In this paper, platinum (Pt)–selenium (Se) nanostructures and Pt nanoparticles were synthesized by a facile one-step chemical reduction route and their catalytic performance was evaluated as oxidase mimic. The results of structure characterization revealed that Pt–Se nanostructures consist of Pt and Se atoms (the Pt/Se atomic molar ratio is approximately 7:3), while Pt nanoparticles consist of pure element Pt. The oxidase-like activity of Pt–Se nanostructures and Pt nanoparticles was evaluated with 3,3′,5,5′-tetramethylbenzidine (TMB) as substrate. The results indicated that Pt–Se nanostructures had a lower Michaelis constant (K m) and higher catalytic constant (K cat) for TMB oxidation than that of Pt nanoparticles,which mean the binary Pt–Se hybrid nanostructures had stronger binding affinity with TMB and higher catalytic activity in comparison with monometallic Pt nanoparticles.

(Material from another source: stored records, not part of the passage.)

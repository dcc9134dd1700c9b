//! Prometheus Metrics Definitions
//!
//! Counters are updated where things happen (requests, session opens,
//! topology pushes). Gauges that mirror state owned elsewhere (cache counters,
//! relay registry) are refreshed from a [`RuntimeGauges`] snapshot on scrape.

use axum::{extract::State, http::StatusCode, response::IntoResponse};
use once_cell::sync::Lazy;
use prometheus::{
    register_counter_vec, register_gauge, register_histogram_vec, CounterVec, Encoder, Gauge,
    HistogramVec, TextEncoder,
};

use crate::error::{ApiError, ApiResult};
use crate::state::AppState;

/// HTTP request latency buckets (seconds)
const HTTP_LATENCY_BUCKETS: &[f64] = &[
    0.001, 0.005, 0.010, 0.025, 0.050, 0.100, 0.250, 0.500, 1.0, 2.5, 5.0, 10.0,
];

/// Global metrics instance - initialized once at startup
pub static METRICS: Lazy<ApiResult<SwitchyardMetrics>> = Lazy::new(SwitchyardMetrics::new);

#[derive(Clone)]
pub struct SwitchyardMetrics {
    /// HTTP request counter - labels: method, path, status
    pub http_requests_total: CounterVec,

    /// HTTP request duration histogram - labels: method, path
    pub http_request_duration_seconds: HistogramVec,

    /// Session acquisitions - labels: role, outcome
    pub db_sessions_total: CounterVec,

    /// Inbound topology pushes - labels: outcome (accepted/rejected)
    pub topology_pushes_total: CounterVec,

    /// Version of the topology record currently routed on (0 = unknown)
    pub topology_version: Gauge,

    pub cache_hits: Gauge,
    pub cache_misses: Gauge,
    pub cache_errors: Gauge,

    pub events_published: Gauge,
    pub event_publish_failures: Gauge,

    /// Resources with a running relay task
    pub active_relays: Gauge,

    /// Subscribers attached across all resources
    pub relay_subscribers: Gauge,

    /// Current open WebSocket connections
    pub websocket_connections: Gauge,
}

/// Values copied into gauges on every scrape.
#[derive(Debug, Clone, Copy, Default, PartialEq)]
pub struct RuntimeGauges {
    pub topology_version: u64,
    pub cache_hits: u64,
    pub cache_misses: u64,
    pub cache_errors: u64,
    pub events_published: u64,
    pub event_publish_failures: u64,
    pub active_relays: usize,
    pub relay_subscribers: usize,
}

impl SwitchyardMetrics {
    /// Create and register all metrics with Prometheus.
    pub fn new() -> ApiResult<Self> {
        Ok(Self {
            http_requests_total: register_counter_vec!(
                "switchyard_http_requests_total",
                "Total number of HTTP requests",
                &["method", "path", "status"]
            )
            .map_err(|e| ApiError::internal_error(format!("Failed to register http_requests_total: {}", e)))?,

            http_request_duration_seconds: register_histogram_vec!(
                "switchyard_http_request_duration_seconds",
                "HTTP request duration in seconds",
                &["method", "path"],
                HTTP_LATENCY_BUCKETS.to_vec()
            )
            .map_err(|e| ApiError::internal_error(format!("Failed to register http_request_duration_seconds: {}", e)))?,

            db_sessions_total: register_counter_vec!(
                "switchyard_db_sessions_total",
                "Database sessions opened by the connection router",
                &["role", "outcome"]
            )
            .map_err(|e| ApiError::internal_error(format!("Failed to register db_sessions_total: {}", e)))?,

            topology_pushes_total: register_counter_vec!(
                "switchyard_topology_pushes_total",
                "Topology pushes received from the observer",
                &["outcome"]
            )
            .map_err(|e| ApiError::internal_error(format!("Failed to register topology_pushes_total: {}", e)))?,

            topology_version: register_gauge!(
                "switchyard_topology_version",
                "Version of the current topology record, 0 when unknown"
            )
            .map_err(|e| ApiError::internal_error(format!("Failed to register topology_version: {}", e)))?,

            cache_hits: register_gauge!("switchyard_cache_hits", "Read-through cache hits")
                .map_err(|e| ApiError::internal_error(format!("Failed to register cache_hits: {}", e)))?,

            cache_misses: register_gauge!("switchyard_cache_misses", "Read-through cache misses")
                .map_err(|e| ApiError::internal_error(format!("Failed to register cache_misses: {}", e)))?,

            cache_errors: register_gauge!(
                "switchyard_cache_errors",
                "Cache backend errors absorbed by failing open"
            )
            .map_err(|e| ApiError::internal_error(format!("Failed to register cache_errors: {}", e)))?,

            events_published: register_gauge!(
                "switchyard_events_published",
                "Events accepted by the bus"
            )
            .map_err(|e| ApiError::internal_error(format!("Failed to register events_published: {}", e)))?,

            event_publish_failures: register_gauge!(
                "switchyard_event_publish_failures",
                "Events the bus did not accept"
            )
            .map_err(|e| ApiError::internal_error(format!("Failed to register event_publish_failures: {}", e)))?,

            active_relays: register_gauge!(
                "switchyard_active_relays",
                "Resources with a running relay task"
            )
            .map_err(|e| ApiError::internal_error(format!("Failed to register active_relays: {}", e)))?,

            relay_subscribers: register_gauge!(
                "switchyard_relay_subscribers",
                "Realtime subscribers attached across all resources"
            )
            .map_err(|e| ApiError::internal_error(format!("Failed to register relay_subscribers: {}", e)))?,

            websocket_connections: register_gauge!(
                "switchyard_websocket_connections",
                "Current number of active WebSocket connections"
            )
            .map_err(|e| ApiError::internal_error(format!("Failed to register websocket_connections: {}", e)))?,
        })
    }

    /// Record an HTTP request.
    pub fn record_http_request(&self, method: &str, path: &str, status: u16, duration_secs: f64) {
        let status_str = status.to_string();
        self.http_requests_total
            .with_label_values(&[method, path, &status_str])
            .inc();
        self.http_request_duration_seconds
            .with_label_values(&[method, path])
            .observe(duration_secs);
    }

    pub fn record_db_session(&self, role: &str, outcome: &str) {
        self.db_sessions_total
            .with_label_values(&[role, outcome])
            .inc();
    }

    pub fn record_topology_push(&self, accepted: bool, version: Option<u64>) {
        let outcome = if accepted { "accepted" } else { "rejected" };
        self.topology_pushes_total.with_label_values(&[outcome]).inc();
        if let Some(version) = version {
            self.topology_version.set(version as f64);
        }
    }

    pub fn ws_connected(&self) {
        self.websocket_connections.inc();
    }

    pub fn ws_disconnected(&self) {
        self.websocket_connections.dec();
    }

    /// Copy a runtime snapshot into the mirrored gauges.
    pub fn observe(&self, gauges: &RuntimeGauges) {
        self.topology_version.set(gauges.topology_version as f64);
        self.cache_hits.set(gauges.cache_hits as f64);
        self.cache_misses.set(gauges.cache_misses as f64);
        self.cache_errors.set(gauges.cache_errors as f64);
        self.events_published.set(gauges.events_published as f64);
        self.event_publish_failures
            .set(gauges.event_publish_failures as f64);
        self.active_relays.set(gauges.active_relays as f64);
        self.relay_subscribers.set(gauges.relay_subscribers as f64);
    }
}

/// Handler for GET /metrics.
///
/// Returns Prometheus text format metrics.
pub async fn metrics_handler(State(state): State<AppState>) -> impl IntoResponse {
    if let Ok(metrics) = METRICS.as_ref() {
        metrics.observe(&state.runtime_gauges());
    }

    let encoder = TextEncoder::new();
    let metric_families = prometheus::gather();
    let mut buffer = Vec::new();

    match encoder.encode(&metric_families, &mut buffer) {
        Ok(_) => (
            StatusCode::OK,
            [("content-type", "text/plain; version=0.0.4; charset=utf-8")],
            buffer,
        ),
        Err(e) => {
            tracing::error!(error = %e, "Failed to encode metrics");
            (
                StatusCode::INTERNAL_SERVER_ERROR,
                [("content-type", "text/plain")],
                format!("Failed to encode metrics: {}", e).into_bytes(),
            )
        }
    }
}

#[cfg(test)]
mod tests {
    use super::*;
    use prometheus::core::Collector;

    #[test]
    fn test_metrics_creation() -> Result<(), String> {
        let metrics = METRICS
            .as_ref()
            .map_err(|e| format!("Metrics init failed: {}", e.message))?;
        assert!(!metrics.http_requests_total.desc().is_empty());
        Ok(())
    }

    #[test]
    fn test_record_http_request() -> Result<(), String> {
        let metrics = METRICS
            .as_ref()
            .map_err(|e| format!("Metrics init failed: {}", e.message))?;
        metrics.record_http_request("GET", "/trains/{id}", 200, 0.015);
        let count = metrics
            .http_requests_total
            .with_label_values(&["GET", "/trains/{id}", "200"])
            .get();
        assert!(count >= 1.0);
        Ok(())
    }

    #[test]
    fn test_record_topology_push() -> Result<(), String> {
        let metrics = METRICS
            .as_ref()
            .map_err(|e| format!("Metrics init failed: {}", e.message))?;
        metrics.record_topology_push(true, Some(7));
        assert!(metrics.topology_pushes_total.with_label_values(&["accepted"]).get() >= 1.0);
        metrics.record_topology_push(false, None);
        assert!(metrics.topology_pushes_total.with_label_values(&["rejected"]).get() >= 1.0);
        Ok(())
    }

    #[test]
    fn test_observe_mirrors_snapshot() -> Result<(), String> {
        let metrics = METRICS
            .as_ref()
            .map_err(|e| format!("Metrics init failed: {}", e.message))?;
        let gauges = RuntimeGauges {
            cache_hits: 3,
            active_relays: 2,
            relay_subscribers: 5,
            ..RuntimeGauges::default()
        };
        metrics.observe(&gauges);
        assert_eq!(metrics.cache_hits.get(), 3.0);
        assert_eq!(metrics.relay_subscribers.get(), 5.0);
        Ok(())
    }
}
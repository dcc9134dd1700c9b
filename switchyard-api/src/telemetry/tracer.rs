//! Tracing Subscriber Initialization
//!
//! Log filtering comes from `RUST_LOG`; output is human-readable by default and
//! JSON lines when `SWITCHYARD_LOG_JSON` is set.

use tracing_subscriber::{layer::SubscriberExt, util::SubscriberInitExt, EnvFilter};

use crate::error::{ApiError, ApiResult};

const DEFAULT_FILTER: &str = "switchyard_api=debug,switchyard_events=info,tower_http=debug,info";

/// Telemetry configuration from environment variables.
#[derive(Debug, Clone)]
pub struct TelemetryConfig {
    /// Service name attached to the startup log line
    pub service_name: String,
    /// Emit JSON lines instead of the pretty format
    pub json: bool,
}

impl Default for TelemetryConfig {
    fn default() -> Self {
        Self {
            service_name: std::env::var("SWITCHYARD_SERVICE_NAME")
                .unwrap_or_else(|_| "switchyard-api".to_string()),
            json: std::env::var("SWITCHYARD_LOG_JSON")
                .map(|s| s == "true" || s == "1")
                .unwrap_or(false),
        }
    }
}

fn env_filter() -> EnvFilter {
    EnvFilter::try_from_default_env().unwrap_or_else(|_| EnvFilter::new(DEFAULT_FILTER))
}

/// Install the global tracing subscriber. Call once at startup.
pub fn init_tracer(config: &TelemetryConfig) -> ApiResult<()> {
    let registry = tracing_subscriber::registry().with(env_filter());

    let result = if config.json {
        registry.with(tracing_subscriber::fmt::layer().json()).try_init()
    } else {
        registry.with(tracing_subscriber::fmt::layer()).try_init()
    };
    result.map_err(|e| ApiError::internal_error(format!("Failed to init subscriber: {}", e)))?;

    tracing::info!(
        service_name = config.service_name,
        json = config.json,
        "Telemetry initialized"
    );
    Ok(())
}
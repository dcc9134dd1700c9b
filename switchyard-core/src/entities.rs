//! Booking domain entities and their request payloads.

use chrono::{DateTime, Utc};
use serde::{Deserialize, Serialize};

use crate::error::ValidationError;

/// Longest allowed train route.
pub const MAX_ROUTE_LEN: usize = 100;

/// Longest allowed user credentials string on a booking.
pub const MAX_CREDENTIALS_LEN: usize = 100;

/// Seat capacity bounds for a train.
pub const MIN_SEATS: i32 = 0;
pub const MAX_SEATS: i32 = 400;

/// Status assigned to new lobbies.
pub const DEFAULT_LOBBY_STATUS: &str = "active";

pub type TrainId = i32;
pub type BookingId = i32;
pub type LobbyId = i32;

// ============================================================================
// TRAINS
// ============================================================================

#[derive(Debug, Clone, PartialEq, Eq, Serialize, Deserialize)]
pub struct Train {
    pub id: TrainId,
    pub route: String,
    pub departure_time: DateTime<Utc>,
    pub arrival_time: DateTime<Utc>,
    pub available_seats: i32,
}

#[derive(Debug, Clone, PartialEq, Eq, Serialize, Deserialize)]
pub struct NewTrain {
    pub route: String,
    pub departure_time: DateTime<Utc>,
    pub arrival_time: DateTime<Utc>,
    pub available_seats: i32,
}

impl NewTrain {
    pub fn validate(&self) -> Result<(), ValidationError> {
        validate_route(&self.route)?;
        validate_seats(self.available_seats)
    }

    pub fn into_train(self, id: TrainId) -> Train {
        Train {
            id,
            route: self.route,
            departure_time: self.departure_time,
            arrival_time: self.arrival_time,
            available_seats: self.available_seats,
        }
    }
}

/// Partial train update; absent fields are left unchanged.
#[derive(Debug, Clone, Default, PartialEq, Eq, Serialize, Deserialize)]
pub struct TrainPatch {
    #[serde(default)]
    pub route: Option<String>,
    #[serde(default)]
    pub departure_time: Option<DateTime<Utc>>,
    #[serde(default)]
    pub arrival_time: Option<DateTime<Utc>>,
    #[serde(default)]
    pub available_seats: Option<i32>,
}

impl TrainPatch {
    pub fn validate(&self) -> Result<(), ValidationError> {
        if let Some(route) = &self.route {
            validate_route(route)?;
        }
        if let Some(seats) = self.available_seats {
            validate_seats(seats)?;
        }
        Ok(())
    }

    pub fn is_empty(&self) -> bool {
        self.route.is_none()
            && self.departure_time.is_none()
            && self.arrival_time.is_none()
            && self.available_seats.is_none()
    }

    /// Apply the patch to `train` in place.
    pub fn apply(&self, train: &mut Train) {
        if let Some(route) = &self.route {
            train.route = route.clone();
        }
        if let Some(departure) = self.departure_time {
            train.departure_time = departure;
        }
        if let Some(arrival) = self.arrival_time {
            train.arrival_time = arrival;
        }
        if let Some(seats) = self.available_seats {
            train.available_seats = seats;
        }
    }
}

fn validate_route(route: &str) -> Result<(), ValidationError> {
    if route.trim().is_empty() {
        return Err(ValidationError::RequiredFieldMissing {
            field: "route".to_string(),
        });
    }
    if route.chars().count() > MAX_ROUTE_LEN {
        return Err(ValidationError::TooLong {
            field: "route".to_string(),
            max: MAX_ROUTE_LEN,
        });
    }
    Ok(())
}

fn validate_seats(seats: i32) -> Result<(), ValidationError> {
    if !(MIN_SEATS..=MAX_SEATS).contains(&seats) {
        return Err(ValidationError::OutOfRange {
            field: "available_seats".to_string(),
            min: i64::from(MIN_SEATS),
            max: i64::from(MAX_SEATS),
        });
    }
    Ok(())
}

// ============================================================================
// BOOKINGS
// ============================================================================

#[derive(Debug, Clone, PartialEq, Eq, Serialize, Deserialize)]
pub struct Booking {
    pub id: BookingId,
    pub train_id: TrainId,
    pub user_credentials: String,
}

#[derive(Debug, Clone, PartialEq, Eq, Serialize, Deserialize)]
pub struct NewBooking {
    pub train_id: TrainId,
    pub user_credentials: String,
}

impl NewBooking {
    pub fn validate(&self) -> Result<(), ValidationError> {
        validate_credentials(&self.user_credentials)
    }
}

#[derive(Debug, Clone, PartialEq, Eq, Serialize, Deserialize)]
pub struct BookingPatch {
    pub user_credentials: String,
}

impl BookingPatch {
    pub fn validate(&self) -> Result<(), ValidationError> {
        validate_credentials(&self.user_credentials)
    }
}

fn validate_credentials(credentials: &str) -> Result<(), ValidationError> {
    if credentials.trim().is_empty() {
        return Err(ValidationError::RequiredFieldMissing {
            field: "user_credentials".to_string(),
        });
    }
    if credentials.chars().count() > MAX_CREDENTIALS_LEN {
        return Err(ValidationError::TooLong {
            field: "user_credentials".to_string(),
            max: MAX_CREDENTIALS_LEN,
        });
    }
    Ok(())
}

/// Outcome of a committed booking, used to pick the notification text.
#[derive(Debug, Clone, PartialEq, Eq)]
pub struct BookingReceipt {
    pub booking: Booking,
    /// Seats left on the train after this booking.
    pub seats_left: i32,
}

/// Outcome of a committed cancellation.
#[derive(Debug, Clone, PartialEq, Eq)]
pub struct CancellationReceipt {
    pub booking: Booking,
    /// Seats left on the train after the seat was returned.
    pub seats_left: i32,
}

// ============================================================================
// LOBBIES
// ============================================================================

#[derive(Debug, Clone, PartialEq, Eq, Serialize, Deserialize)]
pub struct Lobby {
    pub id: LobbyId,
    pub train_id: TrainId,
    pub status: String,
}

#[derive(Debug, Clone, PartialEq, Eq, Serialize, Deserialize)]
pub struct NewLobby {
    pub train_id: TrainId,
}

The enhanced oxidase-like activity of Pt–Se nanostructures may be due to element Se doped in binary Pt–Se hybrid nanostructures, which can accelerate electron transport and provide excellent chemical stability against catalytic performance degradation during the TMB oxidation reaction. Mercury (II) ions (Hg2+) could inhibit the oxidase mimetic activity of Pt–Se nanostructures and resulted in a color change of the reaction system. Based on this mechanism, a facile colorimetric assay for Hg2+ was developed with a detection limit as low as 70 nm and a linear range of 0–2.5 μM.